# [Aim of the task]
Report each line of the data that has "then" somewhere in it.

# [Exercise data]
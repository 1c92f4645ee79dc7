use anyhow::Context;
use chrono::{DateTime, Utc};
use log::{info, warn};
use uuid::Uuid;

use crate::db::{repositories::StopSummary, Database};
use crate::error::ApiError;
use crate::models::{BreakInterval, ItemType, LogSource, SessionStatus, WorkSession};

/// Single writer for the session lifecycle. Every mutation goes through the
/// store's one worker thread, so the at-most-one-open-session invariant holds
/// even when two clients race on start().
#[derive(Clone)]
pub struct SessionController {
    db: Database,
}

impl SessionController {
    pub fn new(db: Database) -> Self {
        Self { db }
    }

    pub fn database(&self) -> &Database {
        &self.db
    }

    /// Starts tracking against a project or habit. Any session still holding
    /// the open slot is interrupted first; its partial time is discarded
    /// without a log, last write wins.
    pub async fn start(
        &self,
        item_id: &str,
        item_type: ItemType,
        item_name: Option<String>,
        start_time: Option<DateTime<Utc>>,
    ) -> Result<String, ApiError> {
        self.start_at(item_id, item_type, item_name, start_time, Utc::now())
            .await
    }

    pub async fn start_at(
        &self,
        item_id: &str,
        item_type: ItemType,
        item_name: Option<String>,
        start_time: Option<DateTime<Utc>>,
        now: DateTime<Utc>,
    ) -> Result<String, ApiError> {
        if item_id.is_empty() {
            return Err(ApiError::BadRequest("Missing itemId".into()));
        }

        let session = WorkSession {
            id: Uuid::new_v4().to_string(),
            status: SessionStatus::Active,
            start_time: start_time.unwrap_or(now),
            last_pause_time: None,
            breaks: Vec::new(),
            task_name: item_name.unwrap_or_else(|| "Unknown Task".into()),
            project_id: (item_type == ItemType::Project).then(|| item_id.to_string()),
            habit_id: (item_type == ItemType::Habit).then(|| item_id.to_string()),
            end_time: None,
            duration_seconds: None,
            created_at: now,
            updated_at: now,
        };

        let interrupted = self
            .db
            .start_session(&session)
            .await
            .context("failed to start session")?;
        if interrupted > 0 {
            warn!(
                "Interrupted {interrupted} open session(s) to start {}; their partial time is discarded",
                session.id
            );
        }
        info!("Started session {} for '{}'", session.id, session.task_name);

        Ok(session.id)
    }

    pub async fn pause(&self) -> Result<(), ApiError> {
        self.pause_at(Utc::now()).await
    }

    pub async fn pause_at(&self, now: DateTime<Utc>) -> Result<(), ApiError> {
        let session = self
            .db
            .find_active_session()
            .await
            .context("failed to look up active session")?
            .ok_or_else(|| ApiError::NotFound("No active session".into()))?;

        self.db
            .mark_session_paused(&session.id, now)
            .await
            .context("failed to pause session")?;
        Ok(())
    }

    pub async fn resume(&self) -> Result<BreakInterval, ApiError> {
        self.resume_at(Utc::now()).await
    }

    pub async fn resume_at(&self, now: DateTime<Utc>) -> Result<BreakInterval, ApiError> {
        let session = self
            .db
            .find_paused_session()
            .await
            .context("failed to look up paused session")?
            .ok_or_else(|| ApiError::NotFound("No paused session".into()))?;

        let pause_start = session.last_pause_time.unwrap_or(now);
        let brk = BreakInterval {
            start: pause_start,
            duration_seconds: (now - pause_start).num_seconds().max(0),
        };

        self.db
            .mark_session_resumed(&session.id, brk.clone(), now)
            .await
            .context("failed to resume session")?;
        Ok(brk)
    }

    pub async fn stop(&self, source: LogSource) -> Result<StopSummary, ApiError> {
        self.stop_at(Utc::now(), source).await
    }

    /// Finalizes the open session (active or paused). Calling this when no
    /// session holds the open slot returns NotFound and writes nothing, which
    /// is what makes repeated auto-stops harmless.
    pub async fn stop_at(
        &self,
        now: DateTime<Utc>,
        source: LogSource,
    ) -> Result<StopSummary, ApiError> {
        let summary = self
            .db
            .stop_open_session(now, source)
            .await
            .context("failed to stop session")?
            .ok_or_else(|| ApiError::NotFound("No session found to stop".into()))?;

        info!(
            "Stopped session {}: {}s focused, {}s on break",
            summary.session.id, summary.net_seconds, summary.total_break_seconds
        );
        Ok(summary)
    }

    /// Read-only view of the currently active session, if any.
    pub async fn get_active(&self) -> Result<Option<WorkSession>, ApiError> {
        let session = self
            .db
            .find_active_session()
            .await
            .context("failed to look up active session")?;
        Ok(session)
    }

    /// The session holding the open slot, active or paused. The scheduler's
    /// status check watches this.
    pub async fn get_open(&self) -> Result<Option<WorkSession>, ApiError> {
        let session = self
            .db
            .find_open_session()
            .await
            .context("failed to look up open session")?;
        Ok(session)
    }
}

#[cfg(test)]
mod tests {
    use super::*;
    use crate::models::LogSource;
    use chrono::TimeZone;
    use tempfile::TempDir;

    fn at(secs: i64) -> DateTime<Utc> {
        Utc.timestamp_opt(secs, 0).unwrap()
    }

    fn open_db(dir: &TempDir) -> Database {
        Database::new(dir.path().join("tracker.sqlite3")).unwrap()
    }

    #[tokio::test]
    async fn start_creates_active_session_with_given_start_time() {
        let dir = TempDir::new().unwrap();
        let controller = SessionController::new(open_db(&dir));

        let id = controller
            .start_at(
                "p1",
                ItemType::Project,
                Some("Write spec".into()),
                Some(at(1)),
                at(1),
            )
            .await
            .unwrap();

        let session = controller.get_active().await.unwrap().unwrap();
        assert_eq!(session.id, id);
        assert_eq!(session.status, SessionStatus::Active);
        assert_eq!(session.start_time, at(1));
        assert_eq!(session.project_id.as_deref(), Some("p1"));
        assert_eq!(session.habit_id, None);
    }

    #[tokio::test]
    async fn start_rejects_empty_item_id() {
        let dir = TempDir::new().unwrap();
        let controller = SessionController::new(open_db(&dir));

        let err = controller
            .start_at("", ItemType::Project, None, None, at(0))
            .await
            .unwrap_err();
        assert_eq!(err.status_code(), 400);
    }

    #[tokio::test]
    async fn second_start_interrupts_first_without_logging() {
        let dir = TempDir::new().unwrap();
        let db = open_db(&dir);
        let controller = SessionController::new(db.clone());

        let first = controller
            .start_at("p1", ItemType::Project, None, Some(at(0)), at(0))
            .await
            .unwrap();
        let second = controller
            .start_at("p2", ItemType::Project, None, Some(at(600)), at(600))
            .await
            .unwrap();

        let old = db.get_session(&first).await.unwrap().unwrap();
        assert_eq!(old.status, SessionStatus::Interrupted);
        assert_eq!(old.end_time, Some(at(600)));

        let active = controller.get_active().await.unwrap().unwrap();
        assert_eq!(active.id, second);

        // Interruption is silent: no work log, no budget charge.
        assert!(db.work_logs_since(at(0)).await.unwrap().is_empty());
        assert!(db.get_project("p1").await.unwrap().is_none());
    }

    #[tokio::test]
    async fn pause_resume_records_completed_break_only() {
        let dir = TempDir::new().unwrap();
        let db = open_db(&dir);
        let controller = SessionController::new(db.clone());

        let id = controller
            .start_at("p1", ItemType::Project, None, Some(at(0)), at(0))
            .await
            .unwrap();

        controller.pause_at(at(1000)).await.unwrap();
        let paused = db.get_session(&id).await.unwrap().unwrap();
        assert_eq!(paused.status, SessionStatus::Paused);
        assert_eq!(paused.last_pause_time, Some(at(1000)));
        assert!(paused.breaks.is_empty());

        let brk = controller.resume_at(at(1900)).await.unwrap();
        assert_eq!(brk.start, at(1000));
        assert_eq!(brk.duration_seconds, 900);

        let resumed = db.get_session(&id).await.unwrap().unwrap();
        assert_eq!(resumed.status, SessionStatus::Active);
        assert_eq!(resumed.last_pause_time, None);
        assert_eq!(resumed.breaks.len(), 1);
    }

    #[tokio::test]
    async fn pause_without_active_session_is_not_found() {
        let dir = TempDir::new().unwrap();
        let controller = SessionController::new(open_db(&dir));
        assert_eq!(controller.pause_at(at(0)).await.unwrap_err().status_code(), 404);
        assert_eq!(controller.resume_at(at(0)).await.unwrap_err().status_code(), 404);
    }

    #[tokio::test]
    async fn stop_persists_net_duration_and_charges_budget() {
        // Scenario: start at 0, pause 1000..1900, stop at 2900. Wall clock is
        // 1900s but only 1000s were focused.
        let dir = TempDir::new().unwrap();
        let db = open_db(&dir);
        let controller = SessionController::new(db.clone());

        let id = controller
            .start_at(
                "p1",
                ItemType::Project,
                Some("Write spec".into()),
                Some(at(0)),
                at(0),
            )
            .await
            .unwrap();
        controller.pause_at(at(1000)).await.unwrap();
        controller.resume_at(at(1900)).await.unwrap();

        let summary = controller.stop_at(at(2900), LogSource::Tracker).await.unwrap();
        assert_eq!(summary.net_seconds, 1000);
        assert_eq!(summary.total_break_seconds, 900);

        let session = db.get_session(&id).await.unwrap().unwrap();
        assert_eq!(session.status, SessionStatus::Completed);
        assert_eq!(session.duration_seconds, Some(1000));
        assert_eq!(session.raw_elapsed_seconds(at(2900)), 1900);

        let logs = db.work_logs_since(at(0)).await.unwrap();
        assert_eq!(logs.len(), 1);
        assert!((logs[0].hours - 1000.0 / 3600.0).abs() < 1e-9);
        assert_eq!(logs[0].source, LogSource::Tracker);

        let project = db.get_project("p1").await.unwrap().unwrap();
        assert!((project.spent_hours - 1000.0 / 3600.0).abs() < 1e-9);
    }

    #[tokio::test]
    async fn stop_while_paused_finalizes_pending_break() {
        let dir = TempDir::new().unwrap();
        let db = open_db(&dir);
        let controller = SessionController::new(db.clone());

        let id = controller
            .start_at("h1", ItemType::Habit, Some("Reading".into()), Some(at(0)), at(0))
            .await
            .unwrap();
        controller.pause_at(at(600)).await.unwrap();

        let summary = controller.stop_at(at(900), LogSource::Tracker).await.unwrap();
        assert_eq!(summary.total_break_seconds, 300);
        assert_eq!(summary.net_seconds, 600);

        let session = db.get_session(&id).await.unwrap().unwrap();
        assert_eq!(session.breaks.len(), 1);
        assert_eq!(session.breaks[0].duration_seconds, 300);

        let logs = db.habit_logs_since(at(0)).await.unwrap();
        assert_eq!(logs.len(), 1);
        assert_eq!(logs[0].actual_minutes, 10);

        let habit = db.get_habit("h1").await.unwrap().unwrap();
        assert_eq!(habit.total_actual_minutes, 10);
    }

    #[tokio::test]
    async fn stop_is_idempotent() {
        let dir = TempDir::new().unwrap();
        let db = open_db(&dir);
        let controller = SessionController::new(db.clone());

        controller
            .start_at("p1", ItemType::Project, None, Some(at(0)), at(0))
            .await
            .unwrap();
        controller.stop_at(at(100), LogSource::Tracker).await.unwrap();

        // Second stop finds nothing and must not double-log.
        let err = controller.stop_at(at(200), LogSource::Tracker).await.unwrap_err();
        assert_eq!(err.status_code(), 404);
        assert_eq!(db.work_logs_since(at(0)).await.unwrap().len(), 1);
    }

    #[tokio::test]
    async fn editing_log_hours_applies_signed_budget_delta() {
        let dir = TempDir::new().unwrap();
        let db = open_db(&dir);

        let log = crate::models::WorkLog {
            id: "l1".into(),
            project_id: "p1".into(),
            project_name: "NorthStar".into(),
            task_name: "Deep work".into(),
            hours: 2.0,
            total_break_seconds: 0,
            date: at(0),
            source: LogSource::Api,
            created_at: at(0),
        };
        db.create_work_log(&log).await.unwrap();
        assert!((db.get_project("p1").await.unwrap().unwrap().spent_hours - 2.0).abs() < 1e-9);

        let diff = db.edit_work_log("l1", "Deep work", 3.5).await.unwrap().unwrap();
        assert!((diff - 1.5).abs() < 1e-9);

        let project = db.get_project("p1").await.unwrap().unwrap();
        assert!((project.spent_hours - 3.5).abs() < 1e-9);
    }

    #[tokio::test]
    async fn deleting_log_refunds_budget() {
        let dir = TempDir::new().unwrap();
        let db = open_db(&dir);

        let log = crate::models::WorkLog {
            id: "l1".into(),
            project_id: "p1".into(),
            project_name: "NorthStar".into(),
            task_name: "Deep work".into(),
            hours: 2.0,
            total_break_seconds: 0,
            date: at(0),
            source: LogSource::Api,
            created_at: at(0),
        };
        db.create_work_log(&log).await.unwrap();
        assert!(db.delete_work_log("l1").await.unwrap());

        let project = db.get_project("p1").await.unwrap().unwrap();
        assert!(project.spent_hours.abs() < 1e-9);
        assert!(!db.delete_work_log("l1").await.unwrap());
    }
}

---

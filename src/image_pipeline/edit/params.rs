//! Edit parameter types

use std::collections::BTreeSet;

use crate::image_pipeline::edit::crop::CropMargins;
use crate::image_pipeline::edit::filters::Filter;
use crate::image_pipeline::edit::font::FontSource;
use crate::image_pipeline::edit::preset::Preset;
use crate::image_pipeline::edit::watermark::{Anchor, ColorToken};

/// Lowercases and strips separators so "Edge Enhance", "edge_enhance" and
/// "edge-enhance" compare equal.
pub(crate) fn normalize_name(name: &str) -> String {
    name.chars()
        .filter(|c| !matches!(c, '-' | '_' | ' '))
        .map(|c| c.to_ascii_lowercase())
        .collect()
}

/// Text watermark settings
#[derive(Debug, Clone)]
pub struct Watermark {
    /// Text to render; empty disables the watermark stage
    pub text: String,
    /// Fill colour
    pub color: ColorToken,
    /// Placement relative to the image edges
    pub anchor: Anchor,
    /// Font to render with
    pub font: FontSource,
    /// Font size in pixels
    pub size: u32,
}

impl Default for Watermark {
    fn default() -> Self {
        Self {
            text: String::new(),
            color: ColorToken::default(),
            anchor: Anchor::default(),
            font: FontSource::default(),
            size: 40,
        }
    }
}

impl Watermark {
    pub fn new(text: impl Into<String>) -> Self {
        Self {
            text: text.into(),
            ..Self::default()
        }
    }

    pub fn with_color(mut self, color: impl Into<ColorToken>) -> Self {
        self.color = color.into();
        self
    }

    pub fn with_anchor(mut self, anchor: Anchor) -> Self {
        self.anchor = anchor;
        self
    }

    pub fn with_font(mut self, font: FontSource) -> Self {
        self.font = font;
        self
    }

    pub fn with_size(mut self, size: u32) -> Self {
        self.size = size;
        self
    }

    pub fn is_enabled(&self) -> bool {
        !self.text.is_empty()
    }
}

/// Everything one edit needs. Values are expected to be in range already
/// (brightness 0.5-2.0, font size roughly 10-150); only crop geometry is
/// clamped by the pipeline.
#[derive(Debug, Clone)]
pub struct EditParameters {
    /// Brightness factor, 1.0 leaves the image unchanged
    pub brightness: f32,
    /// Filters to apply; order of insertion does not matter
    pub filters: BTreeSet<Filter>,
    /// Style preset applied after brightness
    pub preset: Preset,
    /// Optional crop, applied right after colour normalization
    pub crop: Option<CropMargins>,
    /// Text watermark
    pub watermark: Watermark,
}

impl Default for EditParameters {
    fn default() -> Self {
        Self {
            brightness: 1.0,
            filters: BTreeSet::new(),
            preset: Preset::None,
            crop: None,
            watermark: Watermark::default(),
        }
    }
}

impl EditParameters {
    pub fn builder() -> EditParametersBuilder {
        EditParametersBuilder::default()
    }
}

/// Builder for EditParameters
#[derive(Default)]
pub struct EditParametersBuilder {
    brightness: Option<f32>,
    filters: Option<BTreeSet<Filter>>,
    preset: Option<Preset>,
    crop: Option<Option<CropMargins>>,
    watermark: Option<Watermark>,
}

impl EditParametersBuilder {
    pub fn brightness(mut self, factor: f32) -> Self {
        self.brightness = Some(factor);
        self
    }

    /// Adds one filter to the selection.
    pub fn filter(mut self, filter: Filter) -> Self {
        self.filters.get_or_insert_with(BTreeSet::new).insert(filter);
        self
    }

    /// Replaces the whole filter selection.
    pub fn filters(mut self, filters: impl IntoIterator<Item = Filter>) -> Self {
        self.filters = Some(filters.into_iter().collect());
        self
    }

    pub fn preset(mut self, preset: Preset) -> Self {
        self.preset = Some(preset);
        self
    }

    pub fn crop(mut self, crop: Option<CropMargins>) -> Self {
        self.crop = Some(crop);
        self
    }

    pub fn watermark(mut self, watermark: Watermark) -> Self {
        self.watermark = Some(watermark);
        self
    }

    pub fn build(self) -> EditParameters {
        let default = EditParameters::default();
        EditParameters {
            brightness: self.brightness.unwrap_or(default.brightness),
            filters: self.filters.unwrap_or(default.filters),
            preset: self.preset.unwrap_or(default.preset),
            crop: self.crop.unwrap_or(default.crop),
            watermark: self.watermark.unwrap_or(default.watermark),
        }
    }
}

--

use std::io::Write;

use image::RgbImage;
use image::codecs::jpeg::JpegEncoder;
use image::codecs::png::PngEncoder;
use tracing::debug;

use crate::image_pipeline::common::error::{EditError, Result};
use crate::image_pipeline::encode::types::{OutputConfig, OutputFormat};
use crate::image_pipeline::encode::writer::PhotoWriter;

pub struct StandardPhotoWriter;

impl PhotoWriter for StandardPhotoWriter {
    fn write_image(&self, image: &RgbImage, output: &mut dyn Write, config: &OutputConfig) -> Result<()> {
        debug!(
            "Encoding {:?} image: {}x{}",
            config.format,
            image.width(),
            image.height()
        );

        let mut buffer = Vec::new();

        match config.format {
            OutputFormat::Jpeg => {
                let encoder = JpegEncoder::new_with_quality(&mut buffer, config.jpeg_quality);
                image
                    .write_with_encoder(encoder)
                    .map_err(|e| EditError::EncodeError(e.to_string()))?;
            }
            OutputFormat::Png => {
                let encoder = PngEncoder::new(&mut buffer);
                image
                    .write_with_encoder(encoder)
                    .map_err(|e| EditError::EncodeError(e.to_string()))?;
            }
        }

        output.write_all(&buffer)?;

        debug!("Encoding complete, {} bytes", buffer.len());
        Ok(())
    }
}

# [Result of the exercise]
            project_id: (item_type == ItemType::Project).then(|| item_id.to_string()),
            habit_id: (item_type == ItemType::Habit).then(|| item_id.to_string()),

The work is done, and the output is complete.